THE PROBLEM: Write out exactly the lines from the one containing "state.phase = WavePhase::Finale" through the last line of the records below, and no others.
*** Opening of INFORMATION SHOWN ***
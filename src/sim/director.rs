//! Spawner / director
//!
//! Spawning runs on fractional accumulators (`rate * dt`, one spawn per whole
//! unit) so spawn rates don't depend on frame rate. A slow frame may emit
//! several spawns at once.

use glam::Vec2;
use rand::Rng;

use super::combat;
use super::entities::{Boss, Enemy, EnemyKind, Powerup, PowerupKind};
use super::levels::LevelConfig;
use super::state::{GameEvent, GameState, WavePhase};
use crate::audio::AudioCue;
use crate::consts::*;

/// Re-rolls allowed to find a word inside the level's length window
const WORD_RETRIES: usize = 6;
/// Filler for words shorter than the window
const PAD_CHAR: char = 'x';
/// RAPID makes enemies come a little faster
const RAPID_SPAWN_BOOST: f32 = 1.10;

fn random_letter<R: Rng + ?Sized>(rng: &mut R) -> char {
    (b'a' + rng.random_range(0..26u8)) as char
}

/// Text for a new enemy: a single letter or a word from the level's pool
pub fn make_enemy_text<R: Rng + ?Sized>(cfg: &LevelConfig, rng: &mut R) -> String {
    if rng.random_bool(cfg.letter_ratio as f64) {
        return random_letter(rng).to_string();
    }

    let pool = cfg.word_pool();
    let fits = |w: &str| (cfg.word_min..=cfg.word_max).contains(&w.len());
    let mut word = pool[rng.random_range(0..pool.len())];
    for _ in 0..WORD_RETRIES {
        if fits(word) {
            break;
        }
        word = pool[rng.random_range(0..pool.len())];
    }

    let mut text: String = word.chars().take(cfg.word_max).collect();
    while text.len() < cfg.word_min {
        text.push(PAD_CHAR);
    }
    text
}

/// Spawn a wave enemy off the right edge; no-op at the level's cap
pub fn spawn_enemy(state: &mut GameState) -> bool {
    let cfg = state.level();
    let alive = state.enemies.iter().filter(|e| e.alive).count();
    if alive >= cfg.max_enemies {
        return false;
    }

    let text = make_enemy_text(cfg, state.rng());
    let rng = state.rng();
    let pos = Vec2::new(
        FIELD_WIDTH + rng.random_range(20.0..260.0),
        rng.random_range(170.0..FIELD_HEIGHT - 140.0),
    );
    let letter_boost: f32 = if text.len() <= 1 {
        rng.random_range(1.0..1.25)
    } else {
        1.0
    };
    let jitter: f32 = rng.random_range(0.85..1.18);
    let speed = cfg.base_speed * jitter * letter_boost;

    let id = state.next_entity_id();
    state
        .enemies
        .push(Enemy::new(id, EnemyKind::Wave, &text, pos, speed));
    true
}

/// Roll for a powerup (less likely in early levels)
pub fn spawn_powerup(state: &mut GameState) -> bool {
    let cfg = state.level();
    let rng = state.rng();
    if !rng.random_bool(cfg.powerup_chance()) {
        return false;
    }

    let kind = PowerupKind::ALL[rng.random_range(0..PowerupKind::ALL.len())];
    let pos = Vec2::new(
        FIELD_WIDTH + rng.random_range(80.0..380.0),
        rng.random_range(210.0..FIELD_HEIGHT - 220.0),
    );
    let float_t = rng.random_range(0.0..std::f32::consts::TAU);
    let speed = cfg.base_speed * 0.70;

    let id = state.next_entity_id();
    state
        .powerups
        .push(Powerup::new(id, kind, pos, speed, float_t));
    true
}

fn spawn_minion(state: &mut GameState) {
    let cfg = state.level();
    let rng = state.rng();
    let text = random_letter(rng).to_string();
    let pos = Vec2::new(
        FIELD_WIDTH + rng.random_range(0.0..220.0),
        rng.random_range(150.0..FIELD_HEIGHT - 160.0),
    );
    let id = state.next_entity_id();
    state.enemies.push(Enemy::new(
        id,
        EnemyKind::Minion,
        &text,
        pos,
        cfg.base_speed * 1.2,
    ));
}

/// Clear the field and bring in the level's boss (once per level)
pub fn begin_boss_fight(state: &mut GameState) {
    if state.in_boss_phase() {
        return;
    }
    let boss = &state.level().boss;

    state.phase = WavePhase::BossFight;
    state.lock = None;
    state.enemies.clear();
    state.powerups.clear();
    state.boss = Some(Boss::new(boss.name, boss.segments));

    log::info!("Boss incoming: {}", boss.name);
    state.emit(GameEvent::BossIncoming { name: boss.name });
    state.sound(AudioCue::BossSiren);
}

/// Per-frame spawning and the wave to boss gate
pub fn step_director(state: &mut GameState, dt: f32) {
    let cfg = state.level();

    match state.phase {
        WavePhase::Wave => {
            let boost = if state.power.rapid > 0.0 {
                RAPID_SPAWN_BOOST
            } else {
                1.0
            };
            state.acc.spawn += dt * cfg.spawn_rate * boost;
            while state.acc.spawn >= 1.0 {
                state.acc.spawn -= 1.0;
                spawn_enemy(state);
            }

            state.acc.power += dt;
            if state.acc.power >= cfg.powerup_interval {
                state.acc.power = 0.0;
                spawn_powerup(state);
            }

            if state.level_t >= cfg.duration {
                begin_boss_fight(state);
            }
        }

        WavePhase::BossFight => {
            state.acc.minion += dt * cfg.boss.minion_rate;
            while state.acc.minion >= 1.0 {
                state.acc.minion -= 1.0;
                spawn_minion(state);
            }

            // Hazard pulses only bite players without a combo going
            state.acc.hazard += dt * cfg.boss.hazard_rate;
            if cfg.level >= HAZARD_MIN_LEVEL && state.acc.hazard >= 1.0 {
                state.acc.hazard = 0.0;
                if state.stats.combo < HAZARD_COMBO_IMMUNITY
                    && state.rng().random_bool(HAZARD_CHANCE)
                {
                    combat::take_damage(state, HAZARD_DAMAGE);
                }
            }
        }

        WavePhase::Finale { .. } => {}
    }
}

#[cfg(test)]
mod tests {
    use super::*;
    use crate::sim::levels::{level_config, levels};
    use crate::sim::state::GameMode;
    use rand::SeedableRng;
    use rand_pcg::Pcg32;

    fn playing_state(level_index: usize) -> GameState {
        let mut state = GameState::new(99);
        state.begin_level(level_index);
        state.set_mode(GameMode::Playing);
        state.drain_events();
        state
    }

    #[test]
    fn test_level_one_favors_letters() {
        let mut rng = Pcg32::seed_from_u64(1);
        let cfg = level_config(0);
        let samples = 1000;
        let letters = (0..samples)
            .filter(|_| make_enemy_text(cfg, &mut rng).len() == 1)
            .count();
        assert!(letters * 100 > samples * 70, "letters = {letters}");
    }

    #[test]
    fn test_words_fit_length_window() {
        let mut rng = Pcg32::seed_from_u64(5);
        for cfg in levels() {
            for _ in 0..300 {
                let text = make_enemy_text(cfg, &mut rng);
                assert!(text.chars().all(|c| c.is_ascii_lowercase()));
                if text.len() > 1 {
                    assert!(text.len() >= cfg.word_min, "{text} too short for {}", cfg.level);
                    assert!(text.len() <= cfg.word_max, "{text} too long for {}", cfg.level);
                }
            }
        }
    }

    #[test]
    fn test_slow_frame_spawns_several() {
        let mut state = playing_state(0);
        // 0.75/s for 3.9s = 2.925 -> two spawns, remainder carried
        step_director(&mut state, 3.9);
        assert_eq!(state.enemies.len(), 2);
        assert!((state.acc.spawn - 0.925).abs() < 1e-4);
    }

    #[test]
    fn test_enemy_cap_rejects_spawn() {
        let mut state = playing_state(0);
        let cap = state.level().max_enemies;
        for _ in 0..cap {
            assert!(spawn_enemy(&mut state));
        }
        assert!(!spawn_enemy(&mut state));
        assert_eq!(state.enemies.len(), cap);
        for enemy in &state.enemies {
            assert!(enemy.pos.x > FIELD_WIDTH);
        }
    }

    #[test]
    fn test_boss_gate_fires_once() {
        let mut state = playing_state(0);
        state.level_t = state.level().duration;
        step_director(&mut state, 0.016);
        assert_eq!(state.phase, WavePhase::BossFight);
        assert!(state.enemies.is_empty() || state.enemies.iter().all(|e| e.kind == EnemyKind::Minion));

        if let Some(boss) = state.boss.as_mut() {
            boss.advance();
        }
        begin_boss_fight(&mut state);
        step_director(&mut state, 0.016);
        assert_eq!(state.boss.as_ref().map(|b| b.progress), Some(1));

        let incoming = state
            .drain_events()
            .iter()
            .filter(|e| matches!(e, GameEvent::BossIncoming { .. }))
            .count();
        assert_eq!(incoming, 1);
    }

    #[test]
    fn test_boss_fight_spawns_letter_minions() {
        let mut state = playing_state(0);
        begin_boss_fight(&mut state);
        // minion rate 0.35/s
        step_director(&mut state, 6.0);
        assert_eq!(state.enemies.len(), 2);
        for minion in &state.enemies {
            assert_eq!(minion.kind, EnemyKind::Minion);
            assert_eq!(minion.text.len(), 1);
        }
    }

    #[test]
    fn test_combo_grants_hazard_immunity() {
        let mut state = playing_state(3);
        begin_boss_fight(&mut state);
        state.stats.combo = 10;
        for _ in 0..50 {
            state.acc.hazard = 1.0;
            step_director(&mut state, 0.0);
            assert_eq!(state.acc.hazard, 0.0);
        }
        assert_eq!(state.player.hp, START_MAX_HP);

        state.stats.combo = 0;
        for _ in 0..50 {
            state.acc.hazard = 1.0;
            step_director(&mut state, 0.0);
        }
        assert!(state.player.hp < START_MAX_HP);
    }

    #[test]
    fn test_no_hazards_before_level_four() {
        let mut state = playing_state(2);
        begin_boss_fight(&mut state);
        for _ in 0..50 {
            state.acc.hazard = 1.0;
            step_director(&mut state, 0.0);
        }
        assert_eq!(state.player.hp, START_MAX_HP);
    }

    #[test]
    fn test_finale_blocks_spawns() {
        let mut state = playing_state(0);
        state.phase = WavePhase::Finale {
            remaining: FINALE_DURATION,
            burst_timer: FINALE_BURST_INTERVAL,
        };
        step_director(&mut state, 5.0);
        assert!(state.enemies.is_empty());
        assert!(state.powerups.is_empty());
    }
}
*** Close of INFORMATION SHOWN ***
EXERCISE OUTPUT:
        state.phase = WavePhase::Finale {
            remaining: FINALE_DURATION,
            burst_timer: FINALE_BURST_INTERVAL,
        };
        step_director(&mut state, 5.0);
        assert!(state.enemies.is_empty());
        assert!(state.powerups.is_empty());
    }
}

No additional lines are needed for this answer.